ACTION ITEM: For the data below, restate word for word only the lines from the line containing "let circles = commands" through the line containing "assert!(driver.role().pos.y > 50.0);", both ends included.

DATASET EXCERPTS:

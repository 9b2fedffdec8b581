//! Event dispatch
//!
//! The driver owns the scene and the drawing surface and reacts to one event
//! at a time. It never schedules anything itself: when it wants a redraw or
//! needs to tell the player something it returns an `Effect` for the runtime
//! to carry out.

use std::cell::RefCell;
use std::rc::Rc;

use crate::error::GameError;
use crate::platform::Surface;
use crate::settings::Settings;
use crate::sim::{
    Ground, Motion, Nudge, Role, Scene, advance, initial_layout, nudge, peak_magnitude,
};

/// Everything that can happen to the toy
#[derive(Debug, Clone, PartialEq)]
pub enum Event {
    /// Physics timer fired
    TimerTick,
    /// One buffer of microphone samples in [-1, 1]
    AudioBuffer(Vec<f32>),
    /// A requested redraw opportunity arrived
    FramePresented,
    /// Microphone access failed
    AudioFailed(String),
    /// Shut down; later events are ignored
    Stop,
}

impl Event {
    fn name(&self) -> &'static str {
        match self {
            Event::TimerTick => "TimerTick",
            Event::AudioBuffer(_) => "AudioBuffer",
            Event::FramePresented => "FramePresented",
            Event::AudioFailed(_) => "AudioFailed",
            Event::Stop => "Stop",
        }
    }
}

/// Work the driver asks its host to do
#[derive(Debug, Clone, PartialEq, Eq)]
pub enum Effect {
    /// Deliver `Event::FramePresented` at the next redraw opportunity
    RequestFrame,
    /// Show a message to the player
    Notify(String),
}

/// Microphone state as seen by the driver
#[derive(Debug, Clone, Copy, PartialEq, Eq)]
pub enum AudioStatus {
    /// No buffer or failure seen yet
    Waiting,
    Live,
    Unavailable,
}

/// Counters for logging and tests
#[derive(Debug, Clone, Copy, Default, PartialEq, Eq)]
pub struct DriverStats {
    pub ticks: u64,
    /// Ticks where gravity actually moved the ball
    pub moving_ticks: u64,
    pub audio_buffers: u64,
    /// Full scene renders (ticks and presented frames)
    pub renders: u64,
}

pub struct Driver {
    settings: Settings,
    surface: Box<dyn Surface>,
    scene: Scene,
    ground: Rc<RefCell<Ground>>,
    role: Rc<RefCell<Role>>,
    frame_pending: bool,
    audio: AudioStatus,
    running: bool,
    stats: DriverStats,
}

impl Driver {
    /// Lay out the ground and ball for the surface and register them (ground first)
    pub fn new(surface: Box<dyn Surface>, settings: Settings) -> Result<Self, GameError> {
        settings.validate()?;

        let (width, height) = surface.size();
        let (ground, role) = initial_layout(width, height, &settings);
        log::info!(
            "Surface {}x{}: ground at y={}, ball radius {}",
            width,
            height,
            ground.top(),
            role.radius
        );

        let ground = Rc::new(RefCell::new(ground));
        let role = Rc::new(RefCell::new(role));

        let mut scene = Scene::new();
        scene.add(ground.clone());
        scene.add(role.clone());

        Ok(Self {
            settings,
            surface,
            scene,
            ground,
            role,
            frame_pending: false,
            audio: AudioStatus::Waiting,
            running: true,
            stats: DriverStats::default(),
        })
    }

    /// Handle one event
    pub fn dispatch(&mut self, event: Event) -> Option<Effect> {
        if !self.running {
            log::debug!("Ignoring {} after stop", event.name());
            return None;
        }

        match event {
            Event::TimerTick => {
                self.on_tick();
                None
            }
            Event::AudioBuffer(samples) => self.on_audio(&samples),
            Event::FramePresented => {
                self.frame_pending = false;
                self.render();
                None
            }
            Event::AudioFailed(reason) => {
                self.audio = AudioStatus::Unavailable;
                log::warn!("Audio unavailable, gravity only: {reason}");
                Some(Effect::Notify(reason))
            }
            Event::Stop => {
                self.running = false;
                log::info!(
                    "Stopped after {} ticks, {} audio buffers, {} renders",
                    self.stats.ticks,
                    self.stats.audio_buffers,
                    self.stats.renders
                );
                None
            }
        }
    }

    fn on_tick(&mut self) {
        self.stats.ticks += 1;
        let ground_top = self.ground_top();

        let (moved, landed) = {
            let mut role = self.role.borrow_mut();
            let moved = advance(&mut role, self.settings.tick_ms as f32, ground_top);
            (moved, moved && role.motion(ground_top) == Motion::Resting)
        };

        if moved {
            self.stats.moving_ticks += 1;
            if landed {
                log::debug!("Ball landed");
            }
            self.surface.clear();
            self.render();
        }
    }

    fn on_audio(&mut self, samples: &[f32]) -> Option<Effect> {
        self.stats.audio_buffers += 1;
        if self.audio != AudioStatus::Live {
            log::info!("Receiving audio ({} samples per buffer)", samples.len());
            self.audio = AudioStatus::Live;
        }

        let peak = peak_magnitude(samples);
        let size = self.surface.size();
        let ground_top = self.ground_top();
        let moved = nudge(&mut self.role.borrow_mut(), peak, size, ground_top, &self.settings);
        if moved != Nudge::None {
            log::debug!("Peak {peak:.2}: {moved:?}");
        }

        // Cleared now, redrawn on the next frame
        self.surface.clear();

        if self.frame_pending {
            None
        } else {
            self.frame_pending = true;
            Some(Effect::RequestFrame)
        }
    }

    fn render(&mut self) {
        self.scene.render_all(&mut *self.surface);
        self.stats.renders += 1;
    }

    /// Draw the initial frame
    pub fn present(&mut self) {
        self.surface.clear();
        self.render();
    }

    fn ground_top(&self) -> f32 {
        self.ground.borrow().top()
    }

    pub fn settings(&self) -> &Settings {
        &self.settings
    }

    /// Current ball state
    pub fn role(&self) -> Role {
        *self.role.borrow()
    }

    /// Shared handle for moving the ball from outside the event flow
    pub fn role_handle(&self) -> Rc<RefCell<Role>> {
        self.role.clone()
    }

    pub fn ground(&self) -> Ground {
        *self.ground.borrow()
    }

    pub fn motion(&self) -> Motion {
        self.role.borrow().motion(self.ground_top())
    }

    pub fn audio_status(&self) -> AudioStatus {
        self.audio
    }

    pub fn frame_pending(&self) -> bool {
        self.frame_pending
    }

    pub fn is_running(&self) -> bool {
        self.running
    }

    pub fn stats(&self) -> DriverStats {
        self.stats
    }
}

#[cfg(test)]
mod tests {
    use super::*;
    use crate::platform::headless::{DrawCommand, RecordingSurface};

    fn driver(settings: Settings) -> (Driver, RecordingSurface) {
        let surface = RecordingSurface::new(400.0, 200.0);
        let driver = Driver::new(Box::new(surface.clone()), settings).expect("valid settings");
        (driver, surface)
    }

    fn count_fills(commands: &[DrawCommand]) -> (usize, usize) {
        let rects = commands
            .iter()
            .filter(|c| matches!(c, DrawCommand::FillRect { .. }))
            .count();
        let circles = commands
            .iter()
            .filter(|c| matches!(c, DrawCommand::FillCircle { .. }))
            .count();
        (rects, circles)
    }

    #[test]
    fn test_rejects_invalid_settings() {
        let surface = RecordingSurface::new(400.0, 200.0);
        let settings = Settings {
            tick_ms: 0,
            ..Default::default()
        };
        assert!(matches!(
            Driver::new(Box::new(surface), settings),
            Err(GameError::InvalidSettings(_))
        ));
    }

    #[test]
    fn test_present_draws_ground_then_ball() {
        let (mut driver, surface) = driver(Settings::default());
        driver.present();

        let commands = surface.take();
        assert!(matches!(commands[0], DrawCommand::ClearRect { .. }));
        let first_rect = commands
            .iter()
            .position(|c| matches!(c, DrawCommand::FillRect { .. }));
        let first_circle = commands
            .iter()
            .position(|c| matches!(c, DrawCommand::FillCircle { .. }));
        assert!(first_rect < first_circle);
        assert_eq!(count_fills(&commands), (1, 1));
    }

    #[test]
    fn test_resting_tick_draws_nothing() {
        let (mut driver, surface) = driver(Settings::default());
        assert_eq!(driver.motion(), Motion::Resting);

        assert_eq!(driver.dispatch(Event::TimerTick), None);
        assert!(surface.commands().is_empty());
        assert_eq!(driver.stats().ticks, 1);
        assert_eq!(driver.stats().moving_ticks, 0);
    }

    #[test]
    fn test_falling_tick_clears_and_redraws() {
        let (mut driver, surface) = driver(Settings::default());
        driver.role_handle().borrow_mut().pos.y = 50.0;

        assert_eq!(driver.dispatch(Event::TimerTick), None);
        let commands = surface.take();
        assert!(matches!(commands[0], DrawCommand::ClearRect { .. }));
        assert_eq!(count_fills(&commands), (1, 1));
        assert!(driver.role().pos.y > 50.0);
        assert_eq!(driver.motion(), Motion::Falling);
    }

    #[test]
    fn test_loud_buffer_lifts_and_requests_one_frame() {
        let (mut driver, surface) = driver(Settings::default());
        let start = driver.role();

        let effect = driver.dispatch(Event::AudioBuffer(vec![0.0, -0.9, 0.2]));
        assert_eq!(effect, Some(Effect::RequestFrame));
        assert!(driver.role().pos.y < start.pos.y);
        assert_eq!(driver.audio_status(), AudioStatus::Live);

        // Coalesced until the frame arrives
        assert_eq!(driver.dispatch(Event::AudioBuffer(vec![0.5])), None);
        assert!(driver.frame_pending());

        // Audio only clears; drawing waits for the frame
        assert_eq!(count_fills(&surface.take()), (0, 0));

        assert_eq!(driver.dispatch(Event::FramePresented), None);
        assert_eq!(count_fills(&surface.take()), (1, 1));
        assert!(!driver.frame_pending());

        assert_eq!(
            driver.dispatch(Event::AudioBuffer(vec![0.0])),
            Some(Effect::RequestFrame)
        );
    }

    #[test]
    fn test_quiet_buffer_keeps_position() {
        let (mut driver, _surface) = driver(Settings::default());
        let start = driver.role();
        driver.dispatch(Event::AudioBuffer(vec![0.05, -0.1]));
        assert_eq!(driver.role(), start);
    }

    #[test]
    fn test_jump_then_fall_back_to_ground() {
        let settings = Settings {
            gravity: 2000.0,
            ..Default::default()
        };
        let (mut driver, _surface) = driver(settings);
        let rest_y = driver.role().pos.y;

        driver.dispatch(Event::AudioBuffer(vec![1.0]));
        assert_eq!(driver.motion(), Motion::Falling);

        let mut ticks = 0;
        while driver.motion() == Motion::Falling {
            driver.dispatch(Event::TimerTick);
            ticks += 1;
            assert!(ticks < 50, "ball never came down");
        }
        assert_eq!(driver.role().pos.y, rest_y);
        assert_eq!(driver.role().vel.y, 0.0);
    }

    #[test]
    fn test_audio_failure_notifies_and_ticks_continue() {
        let (mut driver, _surface) = driver(Settings::default());
        let effect = driver.dispatch(Event::AudioFailed("Permission denied".into()));
        assert_eq!(effect, Some(Effect::Notify("Permission denied".into())));
        assert_eq!(driver.audio_status(), AudioStatus::Unavailable);

        driver.role_handle().borrow_mut().pos.y = 10.0;
        driver.dispatch(Event::TimerTick);
        assert_eq!(driver.stats().moving_ticks, 1);
    }

    #[test]
    fn test_stop_ignores_later_events() {
        let (mut driver, surface) = driver(Settings::default());
        driver.role_handle().borrow_mut().pos.y = 10.0;
        driver.dispatch(Event::Stop);
        assert!(!driver.is_running());

        let before = driver.role();
        assert_eq!(driver.dispatch(Event::TimerTick), None);
        assert_eq!(driver.dispatch(Event::AudioBuffer(vec![1.0])), None);
        assert_eq!(driver.dispatch(Event::FramePresented), None);
        assert_eq!(driver.role(), before);
        assert!(surface.commands().is_empty());
        assert_eq!(driver.stats(), DriverStats::default());
    }
}
use serde::{Deserialize, Serialize};

use super::matrix::SquareMatrix;
use crate::errors::{Result, VgsimError};

/// Population size used when no population model is given.
pub const DEFAULT_POPULATION_SIZE: u64 = 1_000_000;

#[derive(Serialize, Deserialize, Debug, Clone, Copy, PartialEq)]
pub struct LockdownConfig {
    /// Contact density while the lockdown is in place.
    pub contact_density: f64,

    /// Sampling multiplier while the lockdown is in place.
    pub sampling_multiplier: f64,

    /// Infected fraction at which the lockdown starts.
    pub start: f64,

    /// Infected fraction at or below which the lockdown ends.
    pub end: f64,
}

#[derive(Serialize, Deserialize, Debug, Clone, Copy, PartialEq)]
pub struct PopulationConfig {
    /// Number of hosts in the population.
    pub size: u64,

    /// Number of hosts infected at time zero.
    pub infected: u64,

    /// Scales the transmission rate of infected lineages in this population.
    #[serde(default = "default_multiplier")]
    pub contact_density: f64,

    /// Scales the sampling rate of infected lineages in this population.
    #[serde(default = "default_multiplier")]
    pub sampling_multiplier: f64,

    #[serde(default)]
    pub lockdown: Option<LockdownConfig>,
}

fn default_multiplier() -> f64 {
    1.
}

impl PopulationConfig {
    pub fn new(size: u64, infected: u64) -> Self {
        Self {
            size,
            infected,
            contact_density: 1.,
            sampling_multiplier: 1.,
            lockdown: None,
        }
    }

    pub fn with_lockdown(mut self, lockdown: LockdownConfig) -> Self {
        self.lockdown = Some(lockdown);
        self
    }

    fn validate(&self, index: usize) -> Result<()> {
        if self.size == 0 {
            return Err(VgsimError::ConfigurationError(format!(
                "Population {index} has no hosts"
            )));
        }
        if self.infected > self.size {
            return Err(VgsimError::ConfigurationError(format!(
                "Population {index} has {} infected hosts but only {} hosts",
                self.infected, self.size
            )));
        }
        for (name, value) in [
            ("contact density", self.contact_density),
            ("sampling multiplier", self.sampling_multiplier),
        ] {
            if !value.is_finite() || value < 0. {
                return Err(VgsimError::ConfigurationError(format!(
                    "Population {index} has invalid {name} {value}"
                )));
            }
        }
        if let Some(lockdown) = &self.lockdown {
            for (name, value) in [
                ("lockdown contact density", lockdown.contact_density),
                ("lockdown sampling multiplier", lockdown.sampling_multiplier),
                ("lockdown start", lockdown.start),
                ("lockdown end", lockdown.end),
            ] {
                if !value.is_finite() || value < 0. {
                    return Err(VgsimError::ConfigurationError(format!(
                        "Population {index} has invalid {name} {value}"
                    )));
                }
            }
            if lockdown.end > lockdown.start {
                return Err(VgsimError::ConfigurationError(format!(
                    "Population {index} ends its lockdown at {} above its start at {}",
                    lockdown.end, lockdown.start
                )));
            }
        }
        Ok(())
    }
}

/// Host populations and the migration rates between them.
#[derive(Serialize, Deserialize, Debug, Clone, PartialEq)]
pub struct PopulationModel {
    pub populations: Vec<PopulationConfig>,

    /// Rate at which an infected lineage of population `row` infects hosts of population `col`.
    pub migration: SquareMatrix<f64>,
}

impl PopulationModel {
    pub fn new(populations: Vec<PopulationConfig>, migration: SquareMatrix<f64>) -> Result<Self> {
        let model = Self {
            populations,
            migration,
        };
        model.validate()?;
        Ok(model)
    }

    /// A single population of default size with `infected` founders.
    pub fn single(infected: u64) -> Self {
        Self {
            populations: vec![PopulationConfig::new(DEFAULT_POPULATION_SIZE, infected)],
            migration: SquareMatrix::zeros(1),
        }
    }

    pub fn n_populations(&self) -> usize {
        self.populations.len()
    }

    pub fn validate(&self) -> Result<()> {
        if self.populations.is_empty() {
            return Err(VgsimError::ConfigurationError(
                "At least one population is required".to_string(),
            ));
        }
        for (index, population) in self.populations.iter().enumerate() {
            population.validate(index)?;
        }
        if self.migration.size() != self.populations.len() {
            return Err(VgsimError::ConfigurationError(format!(
                "Migration matrix has size {}, expected {}",
                self.migration.size(),
                self.populations.len()
            )));
        }
        self.migration.validate_rates("Migration matrix")
    }
}

impl Default for PopulationModel {
    fn default() -> Self {
        Self::single(1)
    }
}
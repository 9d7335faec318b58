//! Event log --- the append-only record of a simulation run
//!
//! The event log is the only interface between the simulation engine and the genealogy
//! reconstruction. Together with the founders present at time zero it holds everything
//! needed to replay the ancestry of every lineage.
//!

use std::fmt;

use super::lineage::LineageId;

#[derive(Debug, Clone, Copy, PartialEq)]
pub enum EventKind {
    /// `parent` infects a host of susceptibility `class` in its own population.
    Birth {
        parent: LineageId,
        child: LineageId,
        class: usize,
    },
    Death {
        lineage: LineageId,
    },
    Sampling {
        lineage: LineageId,
    },
    /// `parent` infects a host of susceptibility `class` in population `target`.
    Migration {
        parent: LineageId,
        child: LineageId,
        target: usize,
        class: usize,
    },
    SusceptibilityTransition {
        lineage: LineageId,
        class: usize,
    },
}

impl EventKind {
    pub fn name(&self) -> &'static str {
        match self {
            EventKind::Birth { .. } => "birth",
            EventKind::Death { .. } => "death",
            EventKind::Sampling { .. } => "sampling",
            EventKind::Migration { .. } => "migration",
            EventKind::SusceptibilityTransition { .. } => "transition",
        }
    }

    /// The lineage that triggers the event.
    pub fn source(&self) -> LineageId {
        match *self {
            EventKind::Birth { parent, .. } | EventKind::Migration { parent, .. } => parent,
            EventKind::Death { lineage }
            | EventKind::Sampling { lineage }
            | EventKind::SusceptibilityTransition { lineage, .. } => lineage,
        }
    }

    /// The lineage created by the event, if any.
    pub fn child(&self) -> Option<LineageId> {
        match *self {
            EventKind::Birth { child, .. } | EventKind::Migration { child, .. } => Some(child),
            _ => None,
        }
    }
}

#[derive(Debug, Clone, Copy, PartialEq)]
pub struct Event {
    pub time: f64,
    pub kind: EventKind,
}

impl fmt::Display for Event {
    fn fmt(&self, f: &mut fmt::Formatter<'_>) -> fmt::Result {
        match self.kind {
            EventKind::Birth {
                parent,
                child,
                class,
            } => write!(
                f,
                "Birth(time={},parent={parent},child={child},class={class})",
                self.time
            ),
            EventKind::Death { lineage } => {
                write!(f, "Death(time={},lineage={lineage})", self.time)
            }
            EventKind::Sampling { lineage } => {
                write!(f, "Sampling(time={},lineage={lineage})", self.time)
            }
            EventKind::Migration {
                parent,
                child,
                target,
                class,
            } => write!(
                f,
                "Migration(time={},parent={parent},child={child},target={target},class={class})",
                self.time
            ),
            EventKind::SusceptibilityTransition { lineage, class } => write!(
                f,
                "SusceptibilityTransition(time={},lineage={lineage},class={class})",
                self.time
            ),
        }
    }
}

/// A lineage infected at time zero.
#[derive(Debug, Clone, Copy, PartialEq)]
pub struct Founder {
    pub lineage: LineageId,
    pub population: usize,
    pub class: usize,
}

#[derive(Debug, Clone, Default, PartialEq)]
pub struct EventLog {
    founders: Vec<Founder>,
    events: Vec<Event>,
}

impl EventLog {
    pub fn new(founders: Vec<Founder>) -> Self {
        Self {
            founders,
            events: Vec::new(),
        }
    }

    pub fn from_events(founders: Vec<Founder>, events: Vec<Event>) -> Self {
        Self { founders, events }
    }

    pub fn push(&mut self, event: Event) {
        debug_assert!(
            event.time >= self.last_time(),
            "event at {} appended after {}",
            event.time,
            self.last_time()
        );
        self.events.push(event);
    }

    pub fn founders(&self) -> &[Founder] {
        &self.founders
    }

    pub fn events(&self) -> &[Event] {
        &self.events
    }

    pub fn iter(&self) -> std::slice::Iter<'_, Event> {
        self.events.iter()
    }

    pub fn len(&self) -> usize {
        self.events.len()
    }

    pub fn is_empty(&self) -> bool {
        self.events.is_empty()
    }

    pub fn last_time(&self) -> f64 {
        self.events.last().map_or(0., |event| event.time)
    }

    /// Lineages terminated by a sampling event, in sampling order.
    pub fn sampled(&self) -> Vec<LineageId> {
        self.events
            .iter()
            .filter_map(|event| match event.kind {
                EventKind::Sampling { lineage } => Some(lineage),
                _ => None,
            })
            .collect()
    }

    pub fn count(&self, name: &str) -> usize {
        self.events
            .iter()
            .filter(|event| event.kind.name() == name)
            .count()
    }
}

#[cfg(test)]
mod tests {
    use super::*;

    fn log() -> EventLog {
        let mut log = EventLog::new(vec![Founder {
            lineage: LineageId(0),
            population: 0,
            class: 0,
        }]);
        log.push(Event {
            time: 0.1,
            kind: EventKind::Birth {
                parent: LineageId(0),
                child: LineageId(1),
                class: 0,
            },
        });
        log.push(Event {
            time: 0.4,
            kind: EventKind::Sampling {
                lineage: LineageId(1),
            },
        });
        log.push(Event {
            time: 0.9,
            kind: EventKind::Death {
                lineage: LineageId(0),
            },
        });
        log
    }

    #[test]
    fn sampled_and_counts() {
        let log = log();
        assert_eq!(log.len(), 3);
        assert_eq!(log.sampled(), vec![LineageId(1)]);
        assert_eq!(log.count("birth"), 1);
        assert_eq!(log.count("migration"), 0);
        assert_eq!(log.last_time(), 0.9);
    }

    #[test]
    fn source_and_child() {
        let kind = EventKind::Migration {
            parent: LineageId(2),
            child: LineageId(5),
            target: 1,
            class: 0,
        };
        assert_eq!(kind.source(), LineageId(2));
        assert_eq!(kind.child(), Some(LineageId(5)));
        assert_eq!(kind.name(), "migration");
        assert_eq!(
            EventKind::Death {
                lineage: LineageId(3)
            }
            .child(),
            None
        );
    }

    #[test]
    fn display() {
        let event = log().events()[1];
        assert_eq!(event.to_string(), "Sampling(time=0.4,lineage=1)");
    }
}
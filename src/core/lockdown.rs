//! Lockdown policy of a single population.
//!
//! The policy watches the fraction of infected hosts. It switches to the locked-down regime
//! once the fraction reaches the start threshold and returns to the normal regime once the
//! fraction falls to the end threshold. Between the two thresholds the regime is kept.

use std::fmt;

use crate::config::{LockdownConfig, PopulationConfig};

#[derive(Debug, Clone, Copy, PartialEq, Eq)]
pub enum Regime {
    Normal,
    LockedDown,
}

impl fmt::Display for Regime {
    fn fmt(&self, f: &mut fmt::Formatter<'_>) -> fmt::Result {
        match self {
            Regime::Normal => write!(f, "normal"),
            Regime::LockedDown => write!(f, "locked-down"),
        }
    }
}

/// Rate multipliers the engine applies to a population in a given regime.
#[derive(Debug, Clone, Copy, PartialEq)]
pub struct RegimeMultipliers {
    pub contact_density: f64,
    pub sampling_multiplier: f64,
}

#[derive(Debug, Clone, PartialEq)]
pub struct LockdownPolicy {
    normal: RegimeMultipliers,
    lockdown: Option<LockdownConfig>,
    regime: Regime,
    switches: usize,
}

impl LockdownPolicy {
    pub fn new(config: &PopulationConfig) -> Self {
        Self {
            normal: RegimeMultipliers {
                contact_density: config.contact_density,
                sampling_multiplier: config.sampling_multiplier,
            },
            lockdown: config.lockdown,
            regime: Regime::Normal,
            switches: 0,
        }
    }

    pub fn regime(&self) -> Regime {
        self.regime
    }

    /// Number of regime changes so far.
    pub fn switches(&self) -> usize {
        self.switches
    }

    pub fn multipliers(&self) -> RegimeMultipliers {
        match (self.regime, &self.lockdown) {
            (Regime::LockedDown, Some(lockdown)) => RegimeMultipliers {
                contact_density: lockdown.contact_density,
                sampling_multiplier: lockdown.sampling_multiplier,
            },
            _ => self.normal,
        }
    }

    /// Re-evaluate the regime for the current number of infected hosts.
    ///
    /// Returns the new regime if the policy switched.
    pub fn update(&mut self, infected: u64, size: u64) -> Option<Regime> {
        let lockdown = self.lockdown.as_ref()?;
        let fraction = infected as f64 / size as f64;

        let next = match self.regime {
            Regime::Normal if fraction >= lockdown.start => Regime::LockedDown,
            Regime::LockedDown if fraction <= lockdown.end => Regime::Normal,
            current => current,
        };

        if next == self.regime {
            return None;
        }

        self.regime = next;
        self.switches += 1;
        Some(next)
    }
}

EXERCISE RESPONSE:
        let circles = commands
            .iter()
            .filter(|c| matches!(c, DrawCommand::FillCircle { .. }))
            .count();
        (rects, circles)
    }

    #[test]
    fn test_rejects_invalid_settings() {
        let surface = RecordingSurface::new(400.0, 200.0);
        let settings = Settings {
            tick_ms: 0,
            ..Default::default()
        };
        assert!(matches!(
            Driver::new(Box::new(surface), settings),
            Err(GameError::InvalidSettings(_))
        ));
    }

    #[test]
    fn test_present_draws_ground_then_ball() {
        let (mut driver, surface) = driver(Settings::default());
        driver.present();

        let commands = surface.take();
        assert!(matches!(commands[0], DrawCommand::ClearRect { .. }));
        let first_rect = commands
            .iter()
            .position(|c| matches!(c, DrawCommand::FillRect { .. }));
        let first_circle = commands
            .iter()
            .position(|c| matches!(c, DrawCommand::FillCircle { .. }));
        assert!(first_rect < first_circle);
        assert_eq!(count_fills(&commands), (1, 1));
    }

    #[test]
    fn test_resting_tick_draws_nothing() {
        let (mut driver, surface) = driver(Settings::default());
        assert_eq!(driver.motion(), Motion::Resting);

        assert_eq!(driver.dispatch(Event::TimerTick), None);
        assert!(surface.commands().is_empty());
        assert_eq!(driver.stats().ticks, 1);
        assert_eq!(driver.stats().moving_ticks, 0);
    }

    #[test]
    fn test_falling_tick_clears_and_redraws() {
        let (mut driver, surface) = driver(Settings::default());
        driver.role_handle().borrow_mut().pos.y = 50.0;

        assert_eq!(driver.dispatch(Event::TimerTick), None);
        let commands = surface.take();
        assert!(matches!(commands[0], DrawCommand::ClearRect { .. }));
        assert_eq!(count_fills(&commands), (1, 1));
        assert!(driver.role().pos.y > 50.0);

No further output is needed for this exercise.